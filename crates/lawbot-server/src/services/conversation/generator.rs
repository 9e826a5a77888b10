use anyhow::{Context, Result};
use std::sync::Arc;
use tracing::debug;

use crate::models::chat::ChatMessage;

use super::manager::LlmProvider;

/// Asks the model for the persona-driven answer.
///
/// The reply is returned verbatim; the persona's four-part layout is
/// left entirely to the model.
pub struct AnswerGenerator {
    llm: Arc<dyn LlmProvider>,
    persona: String,
}

impl AnswerGenerator {
    pub fn new(llm: Arc<dyn LlmProvider>, persona: String) -> Self {
        Self { llm, persona }
    }

    pub fn build_prompt(&self, query: &str, context: &str) -> Vec<ChatMessage> {
        vec![
            ChatMessage::system(self.persona.clone()),
            ChatMessage::user(format!("질문: {}\n컨텍스트: {}", query, context)),
        ]
    }

    pub async fn generate(&self, query: &str, context: &str) -> Result<String> {
        let messages = self.build_prompt(query, context);
        debug!("Generating answer with {} chars of context", context.chars().count());

        self.llm
            .complete(&messages)
            .await
            .context("Answer generation failed")
    }
}
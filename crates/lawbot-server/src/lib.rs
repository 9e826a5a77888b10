pub mod config;
pub mod database;
pub mod handlers;
pub mod logging;
pub mod models;
pub mod routes;
pub mod services;
pub mod state;
pub mod ui;
pub mod utils;

#[cfg(test)]
mod test_support;
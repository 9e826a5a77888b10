pub mod conversation;
pub mod embedding_service;
pub mod llm_service;
pub mod prompts;
pub mod retriever;
pub mod vector_store;

pub use embedding_service::EmbeddingService;
pub use llm_service::{build_http_client, LlmService};
pub use retriever::Retriever;
pub use vector_store::PgVectorStore;
use axum::http::{
    header::{COOKIE, SET_COOKIE},
    HeaderMap, HeaderValue,
};
use axum::response::Response;
use tracing::warn;
use uuid::Uuid;

use crate::models::chat::SessionId;

/// Session id carried by the request cookie, if any and well-formed.
pub fn session_from_cookies(headers: &HeaderMap, cookie_name: &str) -> Option<SessionId> {
    headers
        .get_all(COOKIE)
        .iter()
        .filter_map(|value| value.to_str().ok())
        .flat_map(|value| value.split(';'))
        .filter_map(|pair| pair.trim().split_once('='))
        .find(|(name, _)| *name == cookie_name)
        .and_then(|(_, value)| Uuid::parse_str(value.trim()).ok())
}

/// Existing session id, or a fresh one (`true` when it still has to be sent to the browser).
pub fn resolve_session(headers: &HeaderMap, cookie_name: &str) -> (SessionId, bool) {
    match session_from_cookies(headers, cookie_name) {
        Some(session_id) => (session_id, false),
        None => (Uuid::new_v4(), true),
    }
}

pub fn session_cookie(cookie_name: &str, session_id: SessionId) -> String {
    format!("{}={}; Path=/; HttpOnly; SameSite=Lax", cookie_name, session_id)
}

pub fn with_session_cookie(
    mut response: Response,
    cookie_name: &str,
    session_id: SessionId,
) -> Response {
    match HeaderValue::from_str(&session_cookie(cookie_name, session_id)) {
        Ok(value) => {
            response.headers_mut().append(SET_COOKIE, value);
        }
        Err(e) => warn!("Invalid session cookie for {}: {}", cookie_name, e),
    }
    response
}

#[cfg(test)]
mod tests {
    use super::*;

    #[test]
    fn test_cookie_parsing() {
        let session_id = Uuid::new_v4();
        let mut headers = HeaderMap::new();
        headers.insert(
            COOKIE,
            HeaderValue::from_str(&format!("theme=dark; lawbot_session={}; other=1", session_id))
                .unwrap(),
        );

        assert_eq!(session_from_cookies(&headers, "lawbot_session"), Some(session_id));
        assert_eq!(session_from_cookies(&headers, "missing"), None);
    }

    #[test]
    fn test_malformed_cookie_starts_new_session() {
        let mut headers = HeaderMap::new();
        headers.insert(COOKIE, HeaderValue::from_static("lawbot_session=not-a-uuid"));

        let (_, is_new) = resolve_session(&headers, "lawbot_session");
        assert!(is_new);
    }

    #[test]
    fn test_cookie_round_trip() {
        let session_id = Uuid::new_v4();
        let cookie = session_cookie("lawbot_session", session_id);
        let pair = cookie.split(';').next().unwrap();

        let mut headers = HeaderMap::new();
        headers.insert(COOKIE, HeaderValue::from_str(pair).unwrap());
        assert_eq!(resolve_session(&headers, "lawbot_session"), (session_id, false));
    }
}
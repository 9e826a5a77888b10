use axum::{extract::State, http::StatusCode, Json};
use serde::Serialize;
use tracing::warn;

use crate::state::AppState;

#[derive(Serialize)]
pub struct HealthResponse {
    status: String,
    version: String,
}

pub async fn health_check() -> (StatusCode, Json<HealthResponse>) {
    (
        StatusCode::OK,
        Json(HealthResponse {
            status: "healthy".to_string(),
            version: env!("CARGO_PKG_VERSION").to_string(),
        }),
    )
}

/// Ready once the vector store answers.
pub async fn readiness_check(State(state): State<AppState>) -> StatusCode {
    match state.vector_store.ping().await {
        Ok(()) => StatusCode::OK,
        Err(e) => {
            warn!("Readiness check failed: {:#}", e);
            StatusCode::SERVICE_UNAVAILABLE
        }
    }
}
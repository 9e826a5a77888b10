mod renderer;

pub use renderer::PageRenderer;
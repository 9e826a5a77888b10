//! Conversation pipeline
//!
//! Per-session turn history plus the stages that answer a question:
//! - Session store (DashMap, one async lock per session)
//! - History summarization
//! - Context assembly from summary and retrieved documents
//! - Persona-driven answer generation

mod cache;
mod context_builder;
mod generator;
pub mod manager;
mod summarizer;
pub mod types;

pub use cache::{SessionStore, SharedConversation};
pub use context_builder::{ContextBuilder, DEFAULT_MAX_DOCUMENT_CHARS, NO_CONTEXT_FOUND};
pub use generator::AnswerGenerator;
pub use manager::{
    ConversationManager, EmbeddingProvider, LlmProvider, SubmissionOutcome, VectorStore,
    ERROR_TURN_PREFIX,
};
pub use summarizer::{flatten_history, ConversationSummarizer};
pub use types::{AssembledContext, ConversationState};

pub use crate::models::chat::{ChatMessage, ConversationTurn, SessionId};
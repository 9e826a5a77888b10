use crate::config::{EmbeddingConfig, OpenAiConfig};
use anyhow::{Context, Result};
use reqwest::Client;
use serde::{Deserialize, Serialize};
use tracing::debug;
// Import trait from conversation manager
use crate::services::conversation::manager::EmbeddingProvider;

#[derive(Debug, Serialize)]
struct EmbeddingRequest<'a> {
    model: &'a str,
    input: &'a str,
}

#[derive(Debug, Deserialize)]
struct EmbeddingResponse {
    data: Vec<EmbeddingData>,
}

#[derive(Debug, Deserialize)]
struct EmbeddingData {
    embedding: Vec<f32>,
}

/// Client for the OpenAI `/embeddings` endpoint.
#[derive(Clone)]
pub struct EmbeddingService {
    client: Client,
    base_url: String,
    api_key: String,
    model: String,
}

impl EmbeddingService {
    pub fn new(client: Client, openai: &OpenAiConfig, config: &EmbeddingConfig) -> Self {
        Self {
            client,
            base_url: openai.base_url.trim_end_matches('/').to_string(),
            api_key: openai.api_key.clone(),
            model: config.model.clone(),
        }
    }

    async fn embed_internal(&self, text: &str) -> Result<Vec<f32>> {
        debug!("Generating embedding for {} chars with {}", text.chars().count(), self.model);

        let request = EmbeddingRequest {
            model: &self.model,
            input: text,
        };

        let response = self
            .client
            .post(format!("{}/embeddings", self.base_url))
            .bearer_auth(&self.api_key)
            .json(&request)
            .send()
            .await
            .context("Failed to connect to embedding API")?;

        if !response.status().is_success() {
            let status = response.status();
            let body = response.text().await.unwrap_or_default();
            anyhow::bail!("Embedding API error ({}): {}", status, body);
        }

        let parsed: EmbeddingResponse = response
            .json()
            .await
            .context("Failed to parse embedding response")?;

        parse_embedding(parsed)
    }
}

fn parse_embedding(response: EmbeddingResponse) -> Result<Vec<f32>> {
    let embedding = response
        .data
        .into_iter()
        .next()
        .map(|d| d.embedding)
        .context("Embedding API returned no data")?;

    if embedding.is_empty() {
        anyhow::bail!("Generated embedding is empty");
    }

    Ok(embedding)
}

// Implement trait
#[async_trait::async_trait]
impl EmbeddingProvider for EmbeddingService {
    async fn embed(&self, text: &str) -> Result<Vec<f32>> {
        self.embed_internal(text).await
    }
}
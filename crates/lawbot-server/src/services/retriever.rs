use anyhow::{Context, Result};
use std::sync::Arc;
use tracing::{debug, info};

use crate::models::chat::RetrievedDocument;
use crate::services::conversation::VectorStore;

/// Top-k similarity search over the vector store.
#[derive(Clone)]
pub struct Retriever {
    store: Arc<dyn VectorStore>,
    top_k: usize,
}

impl Retriever {
    pub fn new(store: Arc<dyn VectorStore>, top_k: usize) -> Self {
        Self { store, top_k }
    }

    pub fn top_k(&self) -> usize {
        self.top_k
    }

    /// Retrieve up to `top_k` documents for `query`.
    pub async fn retrieve(&self, query: &str) -> Result<Vec<RetrievedDocument>> {
        self.retrieve_k(query, self.top_k).await
    }

    pub async fn retrieve_k(&self, query: &str, k: usize) -> Result<Vec<RetrievedDocument>> {
        info!("Retrieving up to {} documents for query: {}", k, query);

        let mut documents = self
            .store
            .similarity_search(query, k)
            .await
            .context("Vector store similarity search failed")?;
        documents.truncate(k);

        debug!("Retrieved {} documents", documents.len());
        Ok(documents)
    }
}
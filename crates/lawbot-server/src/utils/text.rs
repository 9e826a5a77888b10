/// Cut `text` to at most `max_chars` characters without splitting a code point.
pub fn truncate_chars(text: &str, max_chars: usize) -> &str {
    match text.char_indices().nth(max_chars) {
        Some((byte_idx, _)) => &text[..byte_idx],
        None => text,
    }
}
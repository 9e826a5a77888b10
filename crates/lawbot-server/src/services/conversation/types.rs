use std::time::{Duration, Instant};

use crate::models::chat::{ConversationTurn, SessionId};

pub const SUMMARY_LABEL: &str = "기존 대화 요약:";
pub const RETRIEVED_LABEL: &str = "검색된 컨텍스트:";

/// Conversation state of one user session.
///
/// Turns can only be appended; nothing hands out mutable access to them.
#[derive(Debug, Clone)]
pub struct ConversationState {
    /// Session identifier
    pub session_id: SessionId,

    turns: Vec<ConversationTurn>,

    /// Session creation time
    pub created_at: Instant,

    /// Last activity timestamp (drives idle expiration)
    pub last_activity: Instant,

    pub metadata: ConversationMetadata,
}

impl ConversationState {
    pub fn new(session_id: SessionId) -> Self {
        let now = Instant::now();
        Self {
            session_id,
            turns: Vec::new(),
            created_at: now,
            last_activity: now,
            metadata: ConversationMetadata::default(),
        }
    }

    pub fn turns(&self) -> &[ConversationTurn] {
        &self.turns
    }

    pub fn len(&self) -> usize {
        self.turns.len()
    }

    pub fn is_empty(&self) -> bool {
        self.turns.is_empty()
    }

    pub(crate) fn push_turn(&mut self, turn: ConversationTurn) {
        self.turns.push(turn);
    }

    /// Update last activity timestamp
    pub fn touch(&mut self) {
        self.last_activity = Instant::now();
    }

    pub fn is_idle(&self, idle_timeout: Duration) -> bool {
        self.last_activity.elapsed() >= idle_timeout
    }
}

/// Per-session counters, logged on every submission.
#[derive(Debug, Clone, Default)]
pub struct ConversationMetadata {
    pub submissions: usize,
    pub failed_submissions: usize,
}

/// Summary and retrieved text that go into the answer prompt.
#[derive(Debug, Clone, PartialEq, Eq)]
pub struct AssembledContext {
    pub summary: String,
    pub retrieved_text: String,
}

impl AssembledContext {
    pub fn build(&self) -> String {
        format!(
            "{}\n{}\n\n{}\n{}",
            SUMMARY_LABEL, self.summary, RETRIEVED_LABEL, self.retrieved_text
        )
    }
}

#[cfg(test)]
mod tests {
    use super::*;
    use uuid::Uuid;

    #[test]
    fn test_new_state_is_empty() {
        let state = ConversationState::new(Uuid::new_v4());
        assert!(state.is_empty());
        assert_eq!(state.metadata.submissions, 0);
    }

    #[test]
    fn test_turns_keep_insertion_order() {
        let mut state = ConversationState::new(Uuid::new_v4());
        state.push_turn(ConversationTurn::user("first"));
        state.push_turn(ConversationTurn::assistant("second"));

        let contents: Vec<&str> = state.turns().iter().map(|t| t.content.as_str()).collect();
        assert_eq!(contents, vec!["first", "second"]);
    }

    #[test]
    fn test_idle_with_zero_timeout() {
        let state = ConversationState::new(Uuid::new_v4());
        assert!(state.is_idle(Duration::ZERO));
        assert!(!state.is_idle(Duration::from_secs(3600)));
    }

    #[test]
    fn test_context_layout() {
        let context = AssembledContext {
            summary: String::new(),
            retrieved_text: "doc".to_string(),
        };
        assert_eq!(context.build(), "기존 대화 요약:\n\n\n검색된 컨텍스트:\ndoc");
    }
}
use anyhow::{Context, Result};
use sqlx::postgres::{PgPool, PgPoolOptions};
use std::time::Duration;
use tracing::info;

use crate::config::DatabaseConfig;

/// Connection pool of the pgvector database backing the vector store.
#[derive(Clone)]
pub struct DbPool {
    pool: PgPool,
}

impl DbPool {
    pub async fn new(config: &DatabaseConfig) -> Result<Self> {
        info!(
            "Connecting to vector database (max {} connections)",
            config.pool_max_size
        );

        let pool = PgPoolOptions::new()
            .max_connections(config.pool_max_size)
            .acquire_timeout(Duration::from_secs(config.pool_timeout_seconds))
            .connect(&config.url)
            .await
            .context("Failed to connect to vector database")?;

        Ok(Self { pool })
    }

    pub fn get_pool(&self) -> &PgPool {
        &self.pool
    }

    pub async fn health_check(&self) -> Result<()> {
        sqlx::query("SELECT 1")
            .execute(&self.pool)
            .await
            .context("Vector database health check failed")?;
        Ok(())
    }
}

TASK PROMPT: Search the entries for "models" and copy out each line that has it.

TASK SOLUTION:
use crate::models::chat::ChatMessage;
pub mod models;
use crate::models::chat::SessionId;
pub use crate::models::chat::{ChatMessage, ConversationTurn, SessionId};
use crate::models::chat::RetrievedDocument;
use crate::models::chat::{ConversationTurn, SessionId};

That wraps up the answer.